Allowing your place to be used for drug offences
It’s illegal to knowingly allow your home or your car to be used for a drug offence (like letting friends grow some cannabis plants in your flat), even if you don’t have anything to do with the drug yourself.
The penalties depend on what type of drug it is. Allowing your place to be used for the sale or use of cannabis or some other Class C drug has a maximum penalty of three years’ imprisonment; if they’re Class B, it’s a maximum of seven years’ imprisonment, and if they’re Class A, the maximum is 10 years.
However, you wouldn’t normally get a sentence of imprisonment for this offence unless you already had a history of minor drug offending.
Pipes, bongs and other items
It’s illegal to have a pipe, bong or other “utensil” for using or manufacturing drugs (unless you’re terminally ill).

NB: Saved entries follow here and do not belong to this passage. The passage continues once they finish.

//! Responder-side dispatcher

use std::collections::HashMap;
use std::sync::Arc;

use futures::FutureExt;
use futures::future::BoxFuture;
use net_transport::{SecureChannel, SecureSender};
use serde::Serialize;
use serde::de::{DeserializeOwned, IgnoredAny};
use serde_json::Value;
use shared_protocol::{
    HELLO, INTERNAL_ERROR, IdParams, OUTPUTS_GET, OUTPUTS_SET_DELAY, OUTPUTS_START, OUTPUTS_STOP,
    RpcErrorObject, RpcMessage, SCENES_ACTIVATE, SCENES_GET, SetDelayParams,
};
use tokio::sync::broadcast;
use tokio::task::JoinSet;
use tracing::{debug, info, warn};

use crate::{RpcError, RpcResult, SoftwareError, StreamingSoftware};

type HandlerResult = Result<Value, RpcErrorObject>;
type Handler =
    Box<dyn Fn(Arc<dyn StreamingSoftware>, Value) -> BoxFuture<'static, HandlerResult> + Send + Sync>;

fn to_result<T: Serialize>(value: T) -> HandlerResult {
    serde_json::to_value(value).map_err(|e| RpcErrorObject::new(INTERNAL_ERROR, e.to_string()))
}

fn failure(e: SoftwareError) -> RpcErrorObject {
    RpcErrorObject::software_failure(e.to_string())
}

/// Method name → handler, built once per server.
pub struct MethodRegistry {
    handlers: HashMap<&'static str, Handler>,
}

impl MethodRegistry {
    pub fn new() -> Self {
        Self {
            handlers: HashMap::new(),
        }
    }

    /// Register a handler whose params deserialize into `P`.
    ///
    /// Params that fail to deserialize are answered with `-32602`.
    pub fn register<P, F, Fut>(&mut self, method: &'static str, handler: F)
    where
        P: DeserializeOwned + Send + 'static,
        F: Fn(Arc<dyn StreamingSoftware>, P) -> Fut + Send + Sync + 'static,
        Fut: Future<Output = HandlerResult> + Send + 'static,
    {
        let boxed: Handler = Box::new(move |software: Arc<dyn StreamingSoftware>, params: Value| {
            match serde_json::from_value::<P>(params) {
                Ok(params) => handler(software, params).boxed(),
                Err(e) => futures::future::ready(Err(RpcErrorObject::invalid_params(e))).boxed(),
            }
        });
        self.handlers.insert(method, boxed);
    }

    /// The six methods every streaming software answers.
    pub fn standard() -> Self {
        let mut registry = Self::new();

        registry.register(OUTPUTS_GET, |software, _: IgnoredAny| async move {
            to_result(software.outputs().await)
        });
        registry.register(SCENES_GET, |software, _: IgnoredAny| async move {
            to_result(software.scenes().await)
        });
        registry.register(OUTPUTS_START, |software, params: IdParams| async move {
            software.start_output(&params.id).await.map(|()| Value::Null).map_err(failure)
        });
        registry.register(OUTPUTS_STOP, |software, params: IdParams| async move {
            software.stop_output(&params.id).await.map(|()| Value::Null).map_err(failure)
        });
        registry.register(OUTPUTS_SET_DELAY, |software, params: SetDelayParams| async move {
            software
                .set_output_delay(&params.id, params.seconds)
                .await
                .map(|()| Value::Null)
                .map_err(|e| {
                    debug!("setDelay on {} failed: {}", params.id, e);
                    RpcErrorObject::software_failure("The software failed to set the delay")
                })
        });
        registry.register(SCENES_ACTIVATE, |software, params: IdParams| async move {
            software.activate_scene(&params.id).await.map(|()| Value::Null).map_err(failure)
        });

        registry
    }

    /// Start handling a call, or `None` if the method is unknown.
    pub fn dispatch(
        &self,
        software: Arc<dyn StreamingSoftware>,
        method: &str,
        params: Value,
    ) -> Option<BoxFuture<'static, HandlerResult>> {
        self.handlers
            .get(method)
            .map(|handler| handler(software, params))
    }
}

impl Default for MethodRegistry {
    fn default() -> Self {
        Self::new()
    }
}

/// Answers calls from one controller at a time per `serve` invocation.
#[derive(Clone)]
pub struct RpcServer {
    software: Arc<dyn StreamingSoftware>,
    registry: Arc<MethodRegistry>,
}

impl RpcServer {
    pub fn new(software: Arc<dyn StreamingSoftware>) -> Self {
        Self::with_registry(software, MethodRegistry::standard())
    }

    pub fn with_registry(software: Arc<dyn StreamingSoftware>, registry: MethodRegistry) -> Self {
        Self {
            software,
            registry: Arc::new(registry),
        }
    }

    /// Serve one established session until it ends.
    ///
    /// Sends `hello`, then answers every request on its own task and pushes
    /// software events as notifications. Returns `Ok` when the peer closes
    /// cleanly; in-flight handlers are aborted either way.
    pub async fn serve(&self, channel: SecureChannel) -> RpcResult<()> {
        let (sender, mut receiver) = channel.split();
        let mut events = self.software.subscribe();
        let mut events_open = true;
        let mut handlers = JoinSet::new();

        sender
            .send(&RpcMessage::notification(HELLO, None).to_vec())
            .await?;
        info!("Session ready, sent hello");

        let result = loop {
            tokio::select! {
                frame = receiver.recv() => match frame {
                    Ok(Some(frame)) => self.handle_frame(&frame, &sender, &mut handlers),
                    Ok(None) => break Ok(()),
                    Err(e) => break Err(RpcError::from(e)),
                },

                event = events.recv(), if events_open => match event {
                    Ok(event) => {
                        if let Err(e) = sender.send(&event.to_notification().to_vec()).await {
                            break Err(e.into());
                        }
                    }
                    Err(broadcast::error::RecvError::Lagged(missed)) => {
                        warn!("Controller missed {} software events", missed);
                    }
                    Err(broadcast::error::RecvError::Closed) => events_open = false,
                },

                Some(joined) = handlers.join_next(), if !handlers.is_empty() => {
                    if let Err(e) = joined {
                        warn!("Request handler failed: {}", e);
                    }
                }
            }
        };

        handlers.abort_all();
        sender.close().await;
        info!("Session ended");
        result
    }

    fn handle_frame(&self, frame: &[u8], sender: &SecureSender, handlers: &mut JoinSet<()>) {
        let message = match RpcMessage::from_slice(frame) {
            Ok(message) => message,
            Err(e) => {
                warn!("Ignoring malformed message: {}", e);
                return;
            }
        };

        let RpcMessage::Request { id, method, params } = message else {
            debug!("Ignoring non-request message");
            return;
        };

        debug!(%id, %method, "Received call");
        let call = self.registry.dispatch(self.software.clone(), &method, params);
        let sender = sender.clone();

        handlers.spawn(async move {
            let reply = match call {
                Some(call) => match call.await {
                    Ok(result) => RpcMessage::success(id, result),
                    Err(error) => RpcMessage::error(id, error),
                },
                None => {
                    debug!("Unknown method {}", method);
                    RpcMessage::error(id, RpcErrorObject::method_not_found(&method))
                }
            };

            if let Err(e) = sender.send(&reply.to_vec()).await {
                debug!("Could not send response: {}", e);
            }
        });
    }
}

#[cfg(test)]
mod tests {
    use super::*;
    use crate::DummySoftware;
    use serde_json::json;
    use shared_protocol::{INVALID_PARAMS, METHOD_NOT_FOUND};

    fn software() -> Arc<dyn StreamingSoftware> {
        Arc::new(DummySoftware::demo())
    }

    #[tokio::test]
    async fn test_registry_dispatches_known_methods() {
        let registry = MethodRegistry::standard();
        for method in [
            OUTPUTS_GET,
            SCENES_GET,
            OUTPUTS_START,
            OUTPUTS_STOP,
            OUTPUTS_SET_DELAY,
            SCENES_ACTIVATE,
        ] {
            assert!(
                registry.dispatch(software(), method, json!({"id": "cam1"})).is_some(),
                "{method} not registered"
            );
        }
        assert!(registry.dispatch(software(), "outputs/explode", Value::Null).is_none());

        let result = registry
            .dispatch(software(), OUTPUTS_GET, Value::Null)
            .unwrap()
            .await
            .unwrap();
        assert_eq!(result["cam1"]["type"], "local_stream");
    }

    #[tokio::test]
    async fn test_invalid_params_rejected() {
        let registry = MethodRegistry::standard();
        let error = registry
            .dispatch(software(), OUTPUTS_START, json!({"name": "cam1"}))
            .unwrap()
            .await
            .unwrap_err();
        assert_eq!(error.code, INVALID_PARAMS);
        assert_ne!(error.code, METHOD_NOT_FOUND);
    }

    #[tokio::test]
    async fn test_set_delay_failure_message() {
        let registry = MethodRegistry::standard();
        let error = registry
            .dispatch(software(), OUTPUTS_SET_DELAY, json!({"id": "cam1", "seconds": 5}))
            .unwrap()
            .await
            .unwrap_err();
        assert_eq!(error.code, 0);
        assert_eq!(error.message, "The software failed to set the delay");
    }

    #[tokio::test]
    async fn test_mutating_methods_return_null() {
        let registry = MethodRegistry::standard();
        let result = registry
            .dispatch(software(), SCENES_ACTIVATE, json!({"id": "brb"}))
            .unwrap()
            .await
            .unwrap();
        assert_eq!(result, Value::Null);
    }
}
//! Server configuration
//!
//! Read from an optional TOML file; every field has a default. The
//! password may also come from the environment.

use std::path::{Path, PathBuf};

use anyhow::Context;
use crypto_session::KdfParams;
use net_transport::{DEFAULT_TCP_PORT, DEFAULT_WEBSOCKET_PORT};
use rand::RngCore;
use rand::rngs::OsRng;
use secrecy::SecretString;
use serde::Deserialize;

/// Overrides the configured password
pub const PASSWORD_ENV: &str = "STREAMING_REMOTE_PASSWORD";

#[derive(Clone, Deserialize)]
#[serde(default, deny_unknown_fields)]
pub struct ServerConfig {
    /// Shared password; generated at startup when absent
    pub password: Option<String>,
    /// `0` disables the listener
    pub tcp_port: u16,
    /// `0` disables the listener
    pub websocket_port: u16,
    /// Unix socket path for local controllers
    pub local_socket: Option<PathBuf>,
    pub handshake_timeout_secs: u64,
    pub kdf: KdfConfig,
}

impl Default for ServerConfig {
    fn default() -> Self {
        Self {
            password: None,
            tcp_port: DEFAULT_TCP_PORT,
            websocket_port: DEFAULT_WEBSOCKET_PORT,
            local_socket: None,
            handshake_timeout_secs: 10,
            kdf: KdfConfig::default(),
        }
    }
}

impl std::fmt::Debug for ServerConfig {
    fn fmt(&self, f: &mut std::fmt::Formatter<'_>) -> std::fmt::Result {
        f.debug_struct("ServerConfig")
            .field("password", &self.password.as_ref().map(|_| "[REDACTED]"))
            .field("tcp_port", &self.tcp_port)
            .field("websocket_port", &self.websocket_port)
            .field("local_socket", &self.local_socket)
            .field("handshake_timeout_secs", &self.handshake_timeout_secs)
            .field("kdf", &self.kdf)
            .finish()
    }
}

/// Argon2id cost; controllers must be configured with the same values.
#[derive(Debug, Clone, Copy, PartialEq, Eq, Deserialize)]
#[serde(default, deny_unknown_fields)]
pub struct KdfConfig {
    pub memory_kib: u32,
    pub passes: u32,
    pub lanes: u32,
}

impl Default for KdfConfig {
    fn default() -> Self {
        let params = KdfParams::interactive();
        Self {
            memory_kib: params.memory_kib,
            passes: params.passes,
            lanes: params.lanes,
        }
    }
}

impl From<KdfConfig> for KdfParams {
    fn from(config: KdfConfig) -> Self {
        Self {
            memory_kib: config.memory_kib,
            passes: config.passes,
            lanes: config.lanes,
        }
    }
}

impl ServerConfig {
    /// Load from `path` (if any), then apply the environment override.
    pub fn load(path: Option<&Path>) -> anyhow::Result<Self> {
        let mut config = match path {
            Some(path) => {
                let text = std::fs::read_to_string(path)
                    .with_context(|| format!("reading config file {}", path.display()))?;
                Self::from_toml(&text)
                    .with_context(|| format!("parsing config file {}", path.display()))?
            }
            None => Self::default(),
        };

        if let Ok(password) = std::env::var(PASSWORD_ENV) {
            config.password = Some(password);
        }
        Ok(config)
    }

    pub fn from_toml(text: &str) -> anyhow::Result<Self> {
        Ok(toml::from_str(text)?)
    }

    /// The password to use, and whether it had to be generated.
    pub fn resolve_password(&self) -> (SecretString, bool) {
        match &self.password {
            Some(password) if !password.is_empty() => (SecretString::from(password.as_str()), false),
            _ => (SecretString::from(generate_password()), true),
        }
    }
}

/// 8 random bytes as 16 lowercase hex characters.
fn generate_password() -> String {
    let mut bytes = [0u8; 8];
    OsRng.fill_bytes(&mut bytes);
    bytes.iter().map(|b| format!("{b:02x}")).collect()
}
//! Core command implementations and shared utilities
//!
//! This module contains:
//! - `open_db` - Shared utility to open the database
//! - `load_config` - Config resolution (override file or embedded default)
//! - `confirm` - Yes/no gate for destructive commands
//! - `cmd_init` - Initialize the database

use std::io::{self, BufRead, Write};
use std::path::Path;

use anyhow::{Context, Result};
use pointbook_core::config::default_config_path;
use pointbook_core::{AppConfig, Database};

/// Open (and migrate) the database
pub fn open_db(db_path: &Path) -> Result<Database> {
    let path_str = db_path
        .to_str()
        .with_context(|| format!("Database path is not valid UTF-8: {}", db_path.display()))?;
    Database::new(path_str).context("Failed to open database")
}

pub fn load_config(path: Option<&Path>) -> Result<AppConfig> {
    AppConfig::load(path).context("Failed to load configuration")
}

/// Ask a yes/no question on stdin; `yes` skips the prompt
pub fn confirm(prompt: &str, yes: bool) -> Result<bool> {
    if yes {
        return Ok(true);
    }
    confirm_from(prompt, &mut io::stdin().lock())
}

pub(crate) fn confirm_from(prompt: &str, input: &mut dyn BufRead) -> Result<bool> {
    print!("{} [y/N] ", prompt);
    io::stdout().flush()?;

    let mut line = String::new();
    input.read_line(&mut line)?;
    Ok(line.trim().eq_ignore_ascii_case("y"))
}

pub fn cmd_init(db_path: &Path) -> Result<()> {
    println!("🔧 Initializing database at {}...", db_path.display());

    let db = open_db(db_path)?;
    let records = db.count_history()?;
    let staff = db.list_staff()?.len();
    println!("   History records: {}", records);
    println!("   Staff: {}", staff);

    match default_config_path() {
        Some(path) if path.exists() => println!("   Config: {}", path.display()),
        Some(path) => println!("   Config: built-in defaults ({} not found)", path.display()),
        None => println!("   Config: built-in defaults"),
    }

    println!("✅ Database initialized successfully!");
    println!();
    println!("Next steps:");
    println!("  1. Load staff: pointbook staff import staff.csv");
    println!("  2. Import history: pointbook history import sales.csv --store 中山店");
    println!("  3. Compute bonuses: pointbook compute --file april.csv --output april.xlsx");

    Ok(())
}
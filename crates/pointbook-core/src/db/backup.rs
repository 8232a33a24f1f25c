//! Full export and destructive restore

use chrono::Utc;
use rusqlite::params;
use tracing::info;

use super::history::insert_history_rows;
use super::product_groups::insert_group_items;
use super::staff::upsert_staff_row;
use super::Database;
use crate::backup::{BackupMetadata, HistoryBackup, RestoreStats, BACKUP_FORMAT_VERSION};
use crate::error::Result;

impl Database {
    /// Snapshot history, staff and product groups
    pub fn export_backup(&self) -> Result<HistoryBackup> {
        let history = self.all_history()?;
        let staff = self.list_staff()?;
        let product_groups = self.list_product_groups()?;

        let total_records = history.len() + staff.len() + product_groups.len();

        Ok(HistoryBackup {
            metadata: BackupMetadata {
                format_version: BACKUP_FORMAT_VERSION,
                app_version: env!("CARGO_PKG_VERSION").to_string(),
                created_at: Utc::now().to_rfc3339(),
                total_records: total_records as i64,
            },
            history,
            staff,
            product_groups,
        })
    }

    /// Replace every table with the backup's contents
    ///
    /// Runs in one transaction: on error nothing changes. Irreversible on
    /// success, so callers confirm first.
    pub fn restore_backup(&self, backup: &HistoryBackup) -> Result<RestoreStats> {
        let mut conn = self.conn()?;
        let tx = conn.transaction()?;

        tx.execute_batch(
            r#"
            DELETE FROM history_records;
            DELETE FROM import_sessions;
            DELETE FROM product_group_items;
            DELETE FROM product_groups;
            DELETE FROM staff;
            "#,
        )?;

        let mut stats = RestoreStats {
            history: insert_history_rows(&tx, &backup.history)?,
            ..Default::default()
        };

        for member in &backup.staff {
            upsert_staff_row(&tx, member)?;
            stats.staff += 1;
        }

        for group in &backup.product_groups {
            tx.execute(
                "INSERT INTO product_groups (id, group_name) VALUES (?, ?)",
                params![group.id, group.group_name],
            )?;
            insert_group_items(&tx, group.id, &group.items)?;
            stats.product_groups += 1;
        }

        tx.commit()?;

        info!(
            "Restored backup: {} history, {} staff, {} groups",
            stats.history, stats.staff, stats.product_groups
        );
        Ok(stats)
    }
}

For a first offence you’d expect to get only a fine for possessing a pipe for personal use. Usually you’d only be imprisoned if you had a record of minor drug convictions.
Needles and syringes
It’s usually a criminal offence to have a needle or syringe for the purpose of using illegal drugs. The maximum penalty is a prison term of up to one year or a fine of up to $500. However, this isn’t illegal if you (or someone else) bought it as a new needle or syringe under the Needle Exchange Programme from a pharmacist or an approved doctor or a local Needle Exchange.
It’s an offence to throw away a used needle or syringe in a public place (like a park or in the street), to use a used needle or syringe, or to offer a used needle or syringe to someone else to use. The penalty is a fine of up to $500.